PM> Install-Package Nancy.Hosting.Aspnet
With Nancy installed I needed to create my first module.
public class HelloModule : NancyModule
{
public HelloModule()
{
Get["/"] = parameters => "Hello Nancy";
}
}
Nancy handles its URL route patterns in the constructor of the module, you can also tell the module a base URL, more on that later. In the above example all I am doing is returning text to the browser.
With the hello world example out of the way, I wanted to start writing data to a database. I wanted to try out a document database, again this choice over SQL was down to going for the light weight approach. And Mongo was his nameo.
PM> Install-Package mongocsharpdriver
To get Mongo working with I needed to tap into some of the extensibility of Nancy, by writing a custom bootstrapper.
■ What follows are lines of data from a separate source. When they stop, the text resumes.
//! Input adapter: turns pointer and keyboard state into simulation commands.
//!
//! Stands in for the original control surface: click regions on the field
//! select a hero, keys replace the fire buttons, and the colour buttons and
//! sliders of the edit panel become number and arrow keys.

use crate::config::{self, SimConfig};
use crate::game::Snapshot;
use crate::hero::HeroPatch;
use crate::types::*;
use crate::utils;
use macroquad::prelude::{
    KeyCode, MouseButton, is_key_pressed, is_mouse_button_pressed, mouse_position,
};

/// Raw user actions, before they are mapped against the current selection.
#[derive(Debug, Clone, Copy, PartialEq)]
pub enum UiEvent {
    PointerMoved(Point),
    Click(Point),
    FireKey(usize),
    PauseKey,
    ColorKey(PaletteColor),
    SpeedStep(i32),
    FireIntervalStep(i32),
    CancelKey,
}

const FIRE_KEYS: [(KeyCode, usize); 2] = [(KeyCode::A, 0), (KeyCode::L, 1)];
const COLOR_KEYS: [(KeyCode, PaletteColor); 4] = [
    (KeyCode::Key1, PaletteColor::Red),
    (KeyCode::Key2, PaletteColor::Blue),
    (KeyCode::Key3, PaletteColor::Green),
    (KeyCode::Key4, PaletteColor::Yellow),
];

/// Maps a click on the field to the hero whose half was clicked.
/// The exact centre line and clicks outside the field select nothing.
pub fn hero_for_click(point: Point, field_width: f64, field_height: f64) -> Option<usize> {
    if point.y >= field_height || point.x >= field_width {
        return None;
    }
    let mid = field_width / 2.0;
    if point.x < mid {
        Some(0)
    } else if point.x > mid {
        Some(1)
    } else {
        None
    }
}

/// Moves a fire interval by whole slider steps, staying inside the accepted range.
pub fn step_fire_interval(current: u32, steps: i32) -> u32 {
    let stepped = current as i64 + steps as i64 * config::FIRE_INTERVAL_STEP_MS as i64;
    utils::clamp(
        stepped,
        config::FIRE_INTERVAL_MIN_MS as i64,
        config::FIRE_INTERVAL_MAX_MS as i64,
    ) as u32
}

/// Moves a speed by whole slider steps, staying inside the accepted range.
pub fn step_speed(current: f64, steps: i32) -> f64 {
    utils::clamp(
        current + steps as f64 * config::SPEED_STEP,
        config::SPEED_MIN,
        config::SPEED_MAX,
    )
}

/// Translates raw events into commands. Edits apply to the selected hero and
/// are ignored when nothing is selected.
pub fn commands_for(events: &[UiEvent], snapshot: &Snapshot, config: &SimConfig) -> Vec<Command> {
    let mut commands = Vec::new();
    let selected = snapshot
        .selected_hero
        .and_then(|index| snapshot.heroes.get(index));

    for event in events {
        match *event {
            UiEvent::PointerMoved(point) => {
                if snapshot.cursor != Some(point) {
                    commands.push(Command::CursorMoved(point));
                }
            }
            UiEvent::Click(point) => {
                if let Some(index) = hero_for_click(point, config.field_width, config.field_height) {
                    commands.push(Command::Select(Some(index)));
                }
            }
            UiEvent::FireKey(index) => commands.push(Command::Fire(index)),
            UiEvent::PauseKey => commands.push(Command::TogglePause),
            UiEvent::CancelKey => commands.push(Command::Select(None)),
            UiEvent::ColorKey(color) => {
                if let Some(hero) = selected {
                    // Picking a colour closes the edit panel
                    commands.push(Command::Configure(hero.index, HeroPatch::projectile_color(color)));
                    commands.push(Command::Select(None));
                }
            }
            UiEvent::SpeedStep(steps) => {
                if let Some(hero) = selected {
                    let speed = step_speed(hero.speed, steps);
                    commands.push(Command::Configure(hero.index, HeroPatch::speed(speed)));
                }
            }
            UiEvent::FireIntervalStep(steps) => {
                if let Some(hero) = selected {
                    let interval = step_fire_interval(hero.fire_interval_ms, steps);
                    commands.push(Command::Configure(hero.index, HeroPatch::fire_interval_ms(interval)));
                }
            }
        }
    }
    commands
}

/// Reads this frame's pointer and key presses from macroquad.
fn read_events() -> Vec<UiEvent> {
    let mut events = Vec::new();

    let (mx, my) = mouse_position();
    let pointer = Point::new(mx as f64, my as f64);
    events.push(UiEvent::PointerMoved(pointer));
    if is_mouse_button_pressed(MouseButton::Left) {
        events.push(UiEvent::Click(pointer));
    }

    for (key, hero) in FIRE_KEYS {
        if is_key_pressed(key) {
            events.push(UiEvent::FireKey(hero));
        }
    }
    for (key, color) in COLOR_KEYS {
        if is_key_pressed(key) {
            events.push(UiEvent::ColorKey(color));
        }
    }
    if is_key_pressed(KeyCode::Space) {
        events.push(UiEvent::PauseKey);
    }
    if is_key_pressed(KeyCode::C) {
        events.push(UiEvent::CancelKey);
    }
    if is_key_pressed(KeyCode::Up) {
        events.push(UiEvent::SpeedStep(1));
    }
    if is_key_pressed(KeyCode::Down) {
        events.push(UiEvent::SpeedStep(-1));
    }
    if is_key_pressed(KeyCode::Right) {
        events.push(UiEvent::FireIntervalStep(1));
    }
    if is_key_pressed(KeyCode::Left) {
        events.push(UiEvent::FireIntervalStep(-1));
    }
    events
}

/// Commands produced by the user since the previous frame.
pub fn poll_commands(snapshot: &Snapshot, config: &SimConfig) -> Vec<Command> {
    commands_for(&read_events(), snapshot, config)
}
public class CustomBootstrapper : DefaultNancyBootstrapper
{
protected override void ConfigureApplicationContainer(TinyIoCContainer container)
{
string mongoUser = ConfigurationManager.AppSettings["MongoUser"];
string mongoPassword = ConfigurationManager.AppSettings["MongoPassword"];
var connString = ConfigurationManager.AppSettings["MongoUrl"];
connString = string.Format(connString, mongoUser, mongoPassword);
var databaseName = connString.Split('/').Last();
var client = new MongoClient(connString);
var server = client.GetServer();
var database = server.GetDatabase(databaseName);
base.ConfigureApplicationContainer(container);
if (!database.CollectionExists("Comments"))
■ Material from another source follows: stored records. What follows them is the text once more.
//! Fixed-period tick scheduling, decoupled from the display refresh rate.
//!
//! Frame time is accumulated and converted into whole ticks. Leftover time
//! carries over to the next frame.

#[derive(Debug, Clone, PartialEq)]
pub struct SimClock {
    tick_duration: f32,
    max_ticks_per_frame: u32,
    time_accumulator: f32,
}

impl SimClock {
    pub fn new(tick_duration: f32, max_ticks_per_frame: u32) -> Self {
        SimClock {
            tick_duration,
            max_ticks_per_frame,
            time_accumulator: 0.0,
        }
    }

    /// Time banked toward the next tick, in seconds.
    pub fn accumulated(&self) -> f32 {
        self.time_accumulator
    }

    /// Adds one frame's elapsed time and returns how many ticks are due.
    ///
    /// At most `max_ticks_per_frame` ticks are handed out; the time for any
    /// further ticks is dropped so a stalled frame cannot snowball.
    pub fn accumulate(&mut self, frame_time: f32) -> u32 {
        if frame_time > 0.0 {
            self.time_accumulator += frame_time;
        }

        let mut due = 0;
        while self.time_accumulator >= self.tick_duration {
            self.time_accumulator -= self.tick_duration;
            due += 1;

            if due >= self.max_ticks_per_frame.max(1) {
                if self.time_accumulator >= self.tick_duration {
                    log::warn!(
                        target: "clock",
                        "Frame fell behind by {:.3}s; dropping the backlog",
                        self.time_accumulator
                    );
                    self.time_accumulator %= self.tick_duration;
                }
                break;
            }
        }
        due
    }

    /// Discards banked time. Used while the simulation is paused.
    pub fn reset(&mut self) {
        self.time_accumulator = 0.0;
    }
}

#[cfg(test)]
mod tests {
    use super::*;
    use assert_approx_eq::assert_approx_eq;

    #[test]
    fn test_whole_ticks_are_due() {
        let mut clock = SimClock::new(0.25, 8);
        assert_eq!(clock.accumulate(1.0), 4);
        assert_approx_eq!(clock.accumulated(), 0.0);
    }

    #[test]
    fn test_remainder_carries_over() {
        let mut clock = SimClock::new(0.25, 8);
        assert_eq!(clock.accumulate(0.625), 2);
        assert_approx_eq!(clock.accumulated(), 0.125);
        assert_eq!(clock.accumulate(0.125), 1);
        assert_approx_eq!(clock.accumulated(), 0.0);
    }

    #[test]
    fn test_short_frames_accumulate() {
        let mut clock = SimClock::new(0.5, 8);
        assert_eq!(clock.accumulate(0.25), 0);
        assert_eq!(clock.accumulate(0.25), 1);
    }

    #[test]
    fn test_backlog_is_capped() {
        let mut clock = SimClock::new(0.25, 3);
        assert_eq!(clock.accumulate(10.125), 3);
        assert!(clock.accumulated() < 0.25);
        assert_eq!(clock.accumulate(0.0), 0);
    }

    #[test]
    fn test_negative_frame_time_is_ignored() {
        let mut clock = SimClock::new(0.25, 8);
        assert_eq!(clock.accumulate(-1.0), 0);
        assert_approx_eq!(clock.accumulated(), 0.0);
    }

    #[test]
    fn test_reset_discards_banked_time() {
        let mut clock = SimClock::new(0.25, 8);
        clock.accumulate(0.125);
        clock.reset();
        assert_eq!(clock.accumulate(0.125), 0);
    }
}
database.CreateCollection("Comments");
container.Register<MongoServer>(server);
container.Register<MongoDatabase>(database);
container.Register<MongoCollection<Comment>>(database.GetCollection<Comment>("Comments"));
}
}
There is a bootstrapper which lies in the core of Nancy, which is in charge of configuring the different parts of Nancy. I wanted to override the IoC container so I could register my Mongo dependencies. Looking at the last example, I am retrieving a URL and a user name and password from config, this URL points to a Mongo DB on App Harbour. I am not going into detail on how to set this up here, for more info see this link.
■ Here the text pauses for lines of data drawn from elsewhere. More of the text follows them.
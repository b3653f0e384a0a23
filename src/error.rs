// Error types: rejected commands and invalid session configuration

use thiserror::Error;

/// Command Errors
#[derive(Error, Debug, PartialEq, Clone, Copy)]
pub enum CommandError {
    #[error("Hero {index} does not exist ({count} heroes in the arena)")]
    UnknownHero { index: usize, count: usize },
    #[error("Fire interval {value} ms is outside the accepted range")]
    FireIntervalOutOfRange { value: u32 },
    #[error("Movement speed {value} is outside the accepted range")]
    SpeedOutOfRange { value: f64 },
    #[error("Hero {hero} cannot fire for another {remaining_ms:.0} ms")]
    FireOnCooldown { hero: usize, remaining_ms: f64 },
}

/// Config Errors
#[derive(Error, Debug, PartialEq, Clone, Copy)]
pub enum ConfigError {
    #[error("Tick period must be positive, got {0} s")]
    InvalidTickPeriod(f32),
    #[error("Evasion buffer must be non-negative, got {0}")]
    InvalidEvasionBuffer(f64),
    #[error("Field size must be positive, got {width}x{height}")]
    InvalidFieldSize { width: f64, height: f64 },
}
From the Bootstrapper you may be able to tell that my domain object is a Comment.
The Comment has an Id and a Text property. The BosnId decorator is to tell Mongo to automatically generate a GUID for the ID of the object.
Following Create part of CRD I added the AddComment method to my module first to insert the data into the database.
public class HomeModule : NancyModule
{
private MongoCollection<Comment> _comments;
public HomeModule(MongoCollection<Comment> comments)
{
_comments = comments;
Get["/"] = Index;
Post["/AddComment"] = AddComment;
Post["/DeleteComment"] = DeleteCommente;
}
private Negotiator Index(dynamic parameters)
{
var model = new
{
Title = "Hello Nancy!",
Comments = _comments.FindAll().ToList()
};
return Negotiate
.WithView("Index")
.WithModel(model);
}
private Response DeleteComment(dynamic parameter)
{
var query = Query<Comment>.EQ(m => m.Id, (string)Request.Form.Id);
_comments.Remove(query);
return Response.AsRedirect("/", RedirectResponse.RedirectType.Permanent);
}
private Response AddComment(dynamic parameter)
{
if (!Request.Form.Comment.HasValue)
return Response.Context.Response.StatusCode = HttpStatusCode.BadRequest;
_comments.Save(new Comment { Text = Request.Form.Comment });
return Response.AsRedirect("/", RedirectResponse.RedirectType.Permanent);
}
}
The code above checks that the Comment has a value, if is does then it saves the comment and redirects to the index route else throw a 500 server error.
Reading a list of comments was easy, the code simply calls the FindAll method, converts it to a list with Linq and returns it to the view to be displayed.
In the Delete Comment method the Id is being passed back from a form in the view. The Id is used in a query to retrieve the comment from the database, which is then removed in a separate call to Mongo.
All in all I think it has taken me longer to write this post than it did to get this example running. I have really enjoyed working with Nancy due to it being easy to work with, I can see advantages in exploring Nancy further. It is definitely something I would consider using for future projects.